**To do**
All of the data is to be restated word for word.
○ ○ ○ ○ ○ ○ ○
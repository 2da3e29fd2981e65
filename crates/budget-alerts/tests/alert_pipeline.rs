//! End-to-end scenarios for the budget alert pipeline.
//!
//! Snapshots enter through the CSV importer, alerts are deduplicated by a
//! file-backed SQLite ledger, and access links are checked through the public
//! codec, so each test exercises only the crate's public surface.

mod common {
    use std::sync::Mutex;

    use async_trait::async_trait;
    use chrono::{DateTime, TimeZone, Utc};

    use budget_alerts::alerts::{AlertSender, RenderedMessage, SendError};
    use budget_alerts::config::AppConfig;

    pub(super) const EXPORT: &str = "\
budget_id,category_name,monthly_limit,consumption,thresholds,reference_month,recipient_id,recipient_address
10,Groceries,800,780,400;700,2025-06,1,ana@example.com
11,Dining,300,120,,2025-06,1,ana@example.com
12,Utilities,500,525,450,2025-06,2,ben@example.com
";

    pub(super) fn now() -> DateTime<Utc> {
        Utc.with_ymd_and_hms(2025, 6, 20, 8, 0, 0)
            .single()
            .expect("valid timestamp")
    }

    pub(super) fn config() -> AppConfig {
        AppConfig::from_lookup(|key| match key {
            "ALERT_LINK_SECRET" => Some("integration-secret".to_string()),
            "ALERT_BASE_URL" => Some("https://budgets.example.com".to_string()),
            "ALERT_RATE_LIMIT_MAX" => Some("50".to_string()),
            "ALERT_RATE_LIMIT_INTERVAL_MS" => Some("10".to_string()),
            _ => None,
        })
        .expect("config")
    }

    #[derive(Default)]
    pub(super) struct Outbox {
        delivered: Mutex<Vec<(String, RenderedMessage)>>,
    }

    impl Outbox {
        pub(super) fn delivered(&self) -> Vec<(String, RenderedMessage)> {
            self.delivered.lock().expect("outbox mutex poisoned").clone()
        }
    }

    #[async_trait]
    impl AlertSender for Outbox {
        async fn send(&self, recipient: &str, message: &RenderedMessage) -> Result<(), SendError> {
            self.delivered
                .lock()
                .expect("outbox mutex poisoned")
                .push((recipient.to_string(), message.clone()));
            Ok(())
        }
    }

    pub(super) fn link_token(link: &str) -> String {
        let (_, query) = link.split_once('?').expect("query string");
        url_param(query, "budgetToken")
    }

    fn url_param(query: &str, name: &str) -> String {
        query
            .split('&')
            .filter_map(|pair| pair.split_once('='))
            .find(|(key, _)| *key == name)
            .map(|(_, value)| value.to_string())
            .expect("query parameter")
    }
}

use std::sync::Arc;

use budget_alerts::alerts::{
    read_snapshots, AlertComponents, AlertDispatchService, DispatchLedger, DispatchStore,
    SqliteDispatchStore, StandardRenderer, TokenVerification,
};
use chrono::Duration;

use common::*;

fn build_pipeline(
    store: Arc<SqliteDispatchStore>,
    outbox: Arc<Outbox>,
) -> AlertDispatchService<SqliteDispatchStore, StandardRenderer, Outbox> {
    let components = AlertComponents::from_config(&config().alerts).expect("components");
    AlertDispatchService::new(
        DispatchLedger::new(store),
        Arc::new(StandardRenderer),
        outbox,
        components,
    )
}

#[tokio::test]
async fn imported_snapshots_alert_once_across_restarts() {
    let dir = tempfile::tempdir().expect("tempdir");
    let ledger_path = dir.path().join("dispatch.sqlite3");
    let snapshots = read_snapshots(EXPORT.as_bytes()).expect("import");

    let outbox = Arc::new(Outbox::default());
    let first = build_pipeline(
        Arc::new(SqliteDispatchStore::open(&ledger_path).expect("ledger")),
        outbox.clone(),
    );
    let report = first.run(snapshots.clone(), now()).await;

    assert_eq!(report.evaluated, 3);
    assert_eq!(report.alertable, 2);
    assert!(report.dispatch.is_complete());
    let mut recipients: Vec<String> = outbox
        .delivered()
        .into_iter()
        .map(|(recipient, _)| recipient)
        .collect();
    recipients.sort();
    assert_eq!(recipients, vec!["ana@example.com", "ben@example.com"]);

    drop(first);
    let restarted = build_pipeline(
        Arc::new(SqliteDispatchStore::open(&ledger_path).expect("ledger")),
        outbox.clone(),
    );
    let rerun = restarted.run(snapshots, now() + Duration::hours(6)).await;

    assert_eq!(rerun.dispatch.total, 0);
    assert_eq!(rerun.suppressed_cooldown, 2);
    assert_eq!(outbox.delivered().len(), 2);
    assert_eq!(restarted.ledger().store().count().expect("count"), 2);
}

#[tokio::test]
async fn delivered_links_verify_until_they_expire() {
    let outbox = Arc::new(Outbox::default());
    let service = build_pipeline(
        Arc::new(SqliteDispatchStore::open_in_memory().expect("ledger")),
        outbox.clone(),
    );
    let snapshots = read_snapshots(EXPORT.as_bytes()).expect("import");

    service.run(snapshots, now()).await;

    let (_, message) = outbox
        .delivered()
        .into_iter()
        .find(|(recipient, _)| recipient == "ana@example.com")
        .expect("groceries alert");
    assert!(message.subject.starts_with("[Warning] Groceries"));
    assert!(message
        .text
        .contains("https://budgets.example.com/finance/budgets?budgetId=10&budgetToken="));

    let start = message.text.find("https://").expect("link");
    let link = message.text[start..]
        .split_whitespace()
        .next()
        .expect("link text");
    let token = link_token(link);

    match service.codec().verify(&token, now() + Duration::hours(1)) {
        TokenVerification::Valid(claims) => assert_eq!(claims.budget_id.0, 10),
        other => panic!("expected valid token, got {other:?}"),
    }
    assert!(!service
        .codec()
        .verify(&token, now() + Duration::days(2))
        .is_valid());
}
○ ○ ○ ○ ○ ○ ○
**Result for this task**
repository 2da3e29fd2981e65
filename crates/budget-alerts/tests/alert_pipeline.rs
//! End-to-end scenarios for the budget alert pipeline.
//!
//! Snapshots enter through the CSV importer, alerts are deduplicated by a
//! file-backed SQLite ledger, and access links are checked through the public
//! codec, so each test exercises only the crate's public surface.

mod common {
    use std::sync::Mutex;

    use async_trait::async_trait;
    use chrono::{DateTime, TimeZone, Utc};

    use budget_alerts::alerts::{AlertSender, RenderedMessage, SendError};
    use budget_alerts::config::AppConfig;

    pub(super) const EXPORT: &str = "\
budget_id,category_name,monthly_limit,consumption,thresholds,reference_month,recipient_id,recipient_address
10,Groceries,800,780,400;700,2025-06,1,ana@example.com
11,Dining,300,120,,2025-06,1,ana@example.com
12,Utilities,500,525,450,2025-06,2,ben@example.com
";

    pub(super) fn now() -> DateTime<Utc> {
        Utc.with_ymd_and_hms(2025, 6, 20, 8, 0, 0)
            .single()
            .expect("valid timestamp")
    }

    pub(super) fn config() -> AppConfig {
        AppConfig::from_lookup(|key| match key {
            "ALERT_LINK_SECRET" => Some("integration-secret".to_string()),
            "ALERT_BASE_URL" => Some("https://budgets.example.com".to_string()),
            "ALERT_RATE_LIMIT_MAX" => Some("50".to_string()),
            "ALERT_RATE_LIMIT_INTERVAL_MS" => Some("10".to_string()),
            _ => None,
        })
        .expect("config")
    }

    #[derive(Default)]
    pub(super) struct Outbox {
        delivered: Mutex<Vec<(String, RenderedMessage)>>,
    }

    impl Outbox {
        pub(super) fn delivered(&self) -> Vec<(String, RenderedMessage)> {
            self.delivered.lock().expect("outbox mutex poisoned").clone()
        }
    }

    #[async_trait]
    impl AlertSender for Outbox {
        async fn send(&self, recipient: &str, message: &RenderedMessage) -> Result<(), SendError> {
            self.delivered
                .lock()
                .expect("outbox mutex poisoned")
                .push((recipient.to_string(), message.clone()));
            Ok(())
        }
    }

    pub(super) fn link_token(link: &str) -> String {
        let (_, query) = link.split_once('?').expect("query string");
        url_param(query, "budgetToken")
    }

    fn url_param(query: &str, name: &str) -> String {
        query
            .split('&')
            .filter_map(|pair| pair.split_once('='))
            .find(|(key, _)| *key == name)
            .map(|(_, value)| value.to_string())
            .expect("query parameter")
    }
}

use std::sync::Arc;

use budget_alerts::alerts::{
    read_snapshots, AlertComponents, AlertDispatchService, DispatchLedger, DispatchStore,
    SqliteDispatchStore, StandardRenderer, TokenVerification,
};
use chrono::Duration;

use common::*;

fn build_pipeline(
    store: Arc<SqliteDispatchStore>,
    outbox: Arc<Outbox>,
) -> AlertDispatchService<SqliteDispatchStore, StandardRenderer, Outbox> {
    let components = AlertComponents::from_config(&config().alerts).expect("components");
    AlertDispatchService::new(
        DispatchLedger::new(store),
        Arc::new(StandardRenderer),
        outbox,
        components,
    )
}

#[tokio::test]
async fn imported_snapshots_alert_once_across_restarts() {
    let dir = tempfile::tempdir().expect("tempdir");
    let ledger_path = dir.path().join("dispatch.sqlite3");
    let snapshots = read_snapshots(EXPORT.as_bytes()).expect("import");

    let outbox = Arc::new(Outbox::default());
    let first = build_pipeline(
        Arc::new(SqliteDispatchStore::open(&ledger_path).expect("ledger")),
        outbox.clone(),
    );
    let report = first.run(snapshots.clone(), now()).await;

    assert_eq!(report.evaluated, 3);
    assert_eq!(report.alertable, 2);
    assert!(report.dispatch.is_complete());
    let mut recipients: Vec<String> = outbox
        .delivered()
        .into_iter()
        .map(|(recipient, _)| recipient)
        .collect();
    recipients.sort();
    assert_eq!(recipients, vec!["ana@example.com", "ben@example.com"]);

    drop(first);
    let restarted = build_pipeline(
        Arc::new(SqliteDispatchStore::open(&ledger_path).expect("ledger")),
        outbox.clone(),
    );
    let rerun = restarted.run(snapshots, now() + Duration::hours(6)).await;

    assert_eq!(rerun.dispatch.total, 0);
    assert_eq!(rerun.suppressed_cooldown, 2);
    assert_eq!(outbox.delivered().len(), 2);
    assert_eq!(restarted.ledger().store().count().expect("count"), 2);
}

#[tokio::test]
async fn delivered_links_verify_until_they_expire() {
    let outbox = Arc::new(Outbox::default());
    let service = build_pipeline(
        Arc::new(SqliteDispatchStore::open_in_memory().expect("ledger")),
        outbox.clone(),
    );
    let snapshots = read_snapshots(EXPORT.as_bytes()).expect("import");

    service.run(snapshots, now()).await;

    let (_, message) = outbox
        .delivered()
        .into_iter()
        .find(|(recipient, _)| recipient == "ana@example.com")
        .expect("groceries alert");
    assert!(message.subject.starts_with("[Warning] Groceries"));
    assert!(message
        .text
        .contains("https://budgets.example.com/finance/budgets?budgetId=10&budgetToken="));

    let start = message.text.find("https://").expect("link");
    let link = message.text[start..]
        .split_whitespace()
        .next()
        .expect("link text");
    let token = link_token(link);

    match service.codec().verify(&token, now() + Duration::hours(1)) {
        TokenVerification::Valid(claims) => assert_eq!(claims.budget_id.0, 10),
        other => panic!("expected valid token, got {other:?}"),
    }
    assert!(!service
        .codec()
        .verify(&token, now() + Duration::days(2))
        .is_valid());
}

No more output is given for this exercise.